Good luck. I do not really enjoy cardio, I have always preferred weight training, but I view it as a necessary evil. If I want to get in shape I need to do it.


----------



## Strategic (26 Apr 2006)

I don't mind cardio at all I do run. I been running a lot to prepare for my fitness test. I do have results in fat reduction just not the belly. I wounder if that's the last to go. I am sure in time I will get rid of it.
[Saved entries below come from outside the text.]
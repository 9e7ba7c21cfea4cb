//! Configuration read from `.reqflow/reqflow.toml`.
//!
//! Settings are layered file -> environment -> CLI. The file is optional;
//! every field has a default.
//!
//! # Configuration File Format
//!
//! ```toml
//! [process]
//! interactive_mode = true
//! auto_approve = false
//! max_retry_count = 3
//! base_backoff_delay = 1.0
//! worker_timeout_secs = 300
//! builtin_workers = true
//!
//! [output]
//! artifact_dir = "outputs"
//! checkpoint_file = ".reqflow/checkpoints.jsonl"
//!
//! [[workers]]
//! phase = "data_architecture"
//! role = "schema_reviewer"
//! command = "claude"
//! args = ["--print", "--output-format", "text"]
//! timeout_secs = 600
//! ```

use crate::orchestrator::Mode;
use crate::phase::Phase;
use crate::recovery::RETRY_THRESHOLD;
use crate::worker::{CommandWorker, CommandWorkerConfig, WorkerRegistry, personas};
use anyhow::{Context, Result};
use serde::{Deserialize, Serialize};
use std::collections::HashSet;
use std::path::{Path, PathBuf};
use std::time::Duration;

pub const CONFIG_DIR: &str = ".reqflow";
pub const CONFIG_FILE: &str = "reqflow.toml";

#[derive(Debug, Clone, PartialEq, Serialize, Deserialize)]
pub struct ProcessSection {
    /// Stop for human review after gateable phases.
    #[serde(default = "default_true")]
    pub interactive_mode: bool,
    #[serde(default)]
    pub auto_approve: bool,
    #[serde(default = "default_max_retry_count")]
    pub max_retry_count: u32,
    /// Seconds; doubled on each retry.
    #[serde(default = "default_base_backoff_delay")]
    pub base_backoff_delay: f64,
    #[serde(default)]
    pub worker_timeout_secs: Option<u64>,
    /// Register the built-in persona workers before `[[workers]]`.
    #[serde(default = "default_true")]
    pub builtin_workers: bool,
}

fn default_true() -> bool {
    true
}

fn default_max_retry_count() -> u32 {
    3
}

fn default_base_backoff_delay() -> f64 {
    1.0
}

impl Default for ProcessSection {
    fn default() -> Self {
        Self {
            interactive_mode: default_true(),
            auto_approve: false,
            max_retry_count: default_max_retry_count(),
            base_backoff_delay: default_base_backoff_delay(),
            worker_timeout_secs: None,
            builtin_workers: default_true(),
        }
    }
}

#[derive(Debug, Clone, PartialEq, Serialize, Deserialize)]
pub struct OutputSection {
    #[serde(default = "default_artifact_dir")]
    pub artifact_dir: PathBuf,
    #[serde(default = "default_checkpoint_file")]
    pub checkpoint_file: PathBuf,
}

fn default_artifact_dir() -> PathBuf {
    PathBuf::from("outputs")
}

fn default_checkpoint_file() -> PathBuf {
    Path::new(CONFIG_DIR).join("checkpoints.jsonl")
}

impl Default for OutputSection {
    fn default() -> Self {
        Self {
            artifact_dir: default_artifact_dir(),
            checkpoint_file: default_checkpoint_file(),
        }
    }
}

/// An external command worker attached to a phase.
#[derive(Debug, Clone, PartialEq, Serialize, Deserialize)]
pub struct WorkerEntry {
    pub phase: Phase,
    #[serde(flatten)]
    pub command: CommandWorkerConfig,
}

/// The complete reqflow.toml structure.
#[derive(Debug, Clone, Default, PartialEq, Serialize, Deserialize)]
pub struct ReqflowToml {
    #[serde(default)]
    pub process: ProcessSection,
    #[serde(default)]
    pub output: OutputSection,
    #[serde(default)]
    pub workers: Vec<WorkerEntry>,
}

impl ReqflowToml {
    pub fn load(path: &Path) -> Result<Self> {
        let content = std::fs::read_to_string(path)
            .with_context(|| format!("Failed to read config file: {}", path.display()))?;

        Self::parse(&content)
    }

    pub fn parse(content: &str) -> Result<Self> {
        toml::from_str(content).context("Failed to parse reqflow.toml")
    }

    /// Load `<project_dir>/.reqflow/reqflow.toml`, or defaults if it doesn't exist.
    pub fn load_or_default(project_dir: &Path) -> Result<Self> {
        let config_path = config_path(project_dir);
        if config_path.exists() {
            Self::load(&config_path)
        } else {
            Ok(Self::default())
        }
    }

    pub fn save(&self, path: &Path) -> Result<()> {
        let content = toml::to_string_pretty(self).context("Failed to serialize reqflow.toml")?;
        std::fs::write(path, content)
            .with_context(|| format!("Failed to write config file: {}", path.display()))?;
        Ok(())
    }

    /// Validate the configuration and return any warnings.
    pub fn validate(&self) -> Vec<String> {
        let mut warnings = Vec::new();
        let process = &self.process;

        if process.max_retry_count == 0 {
            warnings.push("max_retry_count = 0: failed phases will not be retried".to_string());
        }
        if process.max_retry_count > RETRY_THRESHOLD {
            warnings.push(format!(
                "max_retry_count {} exceeds the run-wide retry threshold ({})",
                process.max_retry_count, RETRY_THRESHOLD
            ));
        }
        if !process.base_backoff_delay.is_finite() || process.base_backoff_delay < 0.0 {
            warnings.push(format!(
                "Invalid base_backoff_delay {}: should be a non-negative number of seconds",
                process.base_backoff_delay
            ));
        }
        if process.worker_timeout_secs == Some(0) {
            warnings.push("worker_timeout_secs = 0 fails every worker call".to_string());
        }
        if !process.interactive_mode && process.auto_approve {
            warnings.push("auto_approve has no effect when interactive_mode = false".to_string());
        }

        let mut seen = HashSet::new();
        for entry in &self.workers {
            let role = &entry.command.role;
            if !entry.phase.is_work_phase() {
                warnings.push(format!(
                    "Worker '{}' is attached to {}, which does not run workers",
                    role, entry.phase
                ));
            }
            if entry.command.command.trim().is_empty() {
                warnings.push(format!("Worker '{}' has an empty command", role));
            }
            if !seen.insert((entry.phase, role.clone())) {
                warnings.push(format!(
                    "Worker '{}' is registered twice for {}",
                    role, entry.phase
                ));
            }
        }

        warnings
    }

    /// Workers for a run: built-in personas (unless disabled) then `[[workers]]`.
    pub fn build_registry(&self) -> WorkerRegistry {
        let mut registry = if self.process.builtin_workers {
            personas::default_registry()
        } else {
            WorkerRegistry::new()
        };
        for entry in &self.workers {
            registry.register(entry.phase, CommandWorker::new(entry.command.clone()));
        }
        registry
    }
}

pub fn config_path(project_dir: &Path) -> PathBuf {
    project_dir.join(CONFIG_DIR).join(CONFIG_FILE)
}

/// Resolved process-control settings handed to the orchestrator.
#[derive(Debug, Clone, PartialEq)]
pub struct ProcessConfig {
    pub interactive_mode: bool,
    pub auto_approve: bool,
    pub max_retry_count: u32,
    pub base_backoff_delay: Duration,
    pub worker_timeout: Option<Duration>,
}

impl Default for ProcessConfig {
    fn default() -> Self {
        Self::from_section(&ProcessSection::default())
    }
}

impl ProcessConfig {
    pub fn from_section(section: &ProcessSection) -> Self {
        Self {
            interactive_mode: section.interactive_mode,
            auto_approve: section.auto_approve,
            max_retry_count: section.max_retry_count,
            base_backoff_delay: Duration::try_from_secs_f64(section.base_backoff_delay)
                .unwrap_or(Duration::from_secs(1)),
            worker_timeout: section.worker_timeout_secs.map(Duration::from_secs),
        }
    }

    /// Apply `REQFLOW_AUTO_APPROVE`, `REQFLOW_MAX_RETRIES` and `REQFLOW_INTERACTIVE`.
    pub fn with_env(self) -> Self {
        self.with_overrides(|key| std::env::var(key).ok())
    }

    fn with_overrides(mut self, lookup: impl Fn(&str) -> Option<String>) -> Self {
        if let Some(value) = lookup("REQFLOW_AUTO_APPROVE") {
            self.auto_approve = parse_flag(&value);
        }
        if let Some(value) = lookup("REQFLOW_INTERACTIVE") {
            self.interactive_mode = parse_flag(&value);
        }
        if let Some(value) = lookup("REQFLOW_MAX_RETRIES") {
            match value.trim().parse() {
                Ok(n) => self.max_retry_count = n,
                Err(_) => tracing::warn!(value = %value, "ignoring invalid REQFLOW_MAX_RETRIES"),
            }
        }
        self
    }

    pub fn with_auto_approve(mut self, auto_approve: bool) -> Self {
        self.auto_approve = auto_approve;
        self
    }

    pub fn with_interactive_mode(mut self, interactive: bool) -> Self {
        self.interactive_mode = interactive;
        self
    }

    pub fn with_max_retry_count(mut self, max: u32) -> Self {
        self.max_retry_count = max;
        self
    }

    pub fn with_base_backoff_delay(mut self, delay: Duration) -> Self {
        self.base_backoff_delay = delay;
        self
    }

    pub fn with_worker_timeout(mut self, timeout: Option<Duration>) -> Self {
        self.worker_timeout = timeout;
        self
    }

    pub fn mode(&self) -> Mode {
        if self.interactive_mode {
            Mode::Gated
        } else {
            Mode::Linear
        }
    }
}

fn parse_flag(value: &str) -> bool {
    matches!(
        value.trim().to_lowercase().as_str(),
        "1" | "true" | "yes" | "on"
    )
}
I will try the leg ups.

Its just a pain carring around that  excess belly on the runs etc


----------



## winchable (26 Apr 2006)

Simple things can be done to reduce body fat, you'd be surprised.

Cut down on portion sizes in food, aka, don't eat until you're stuffed/
Don't eat anything substantial and fall asleep.
Don't take shortcuts in everday life; Push mowers, use the stairs (elevators are evil anyway), walk or bike to work.
Stop eating fast food (even the 'healthy' kind) Right now!!!
Throw your pop out the window,
If you like your double double at timmies, have it with milk(alot of people don't realise they default to cream)..and without sugar....just a coffee with two milk then.

What you do in your time when you're not purposely exercising also has a huge effect on overall health; taking the stairs, mowing the lawn, walking the dog, walking, biking or running to work. ALL of those things will make a huge impact on your beer gut believe it or not and they're soooo simple.

Good luck and keep motivated.


----------



## mcchartman (26 Apr 2006)

I do not know just how much fat we are talking here but I can speak from my own experience. Before starting to work out, I was pretty fat myself (although it was not due to beer intake in my case) which has led my abdominal skin to stretch quite a bit. Now the problem is of course, that despite being in general shape two years later, the stretched-out skin is still pretty much in the state it was two years ago (with minor improvements) which hides away any abdominal muscles that have developed during my training. This is especially true when I lean forward. However, this does not hinder my performance in any way. If I were you, I'd concentrate more on the actual performance you can achieve and less on your general appearance. I would assume that physical appearance is not a criterion when comes the time to get in the CF's. That being said, seeing how young you are, this situation should be resolved with time - or so I was told.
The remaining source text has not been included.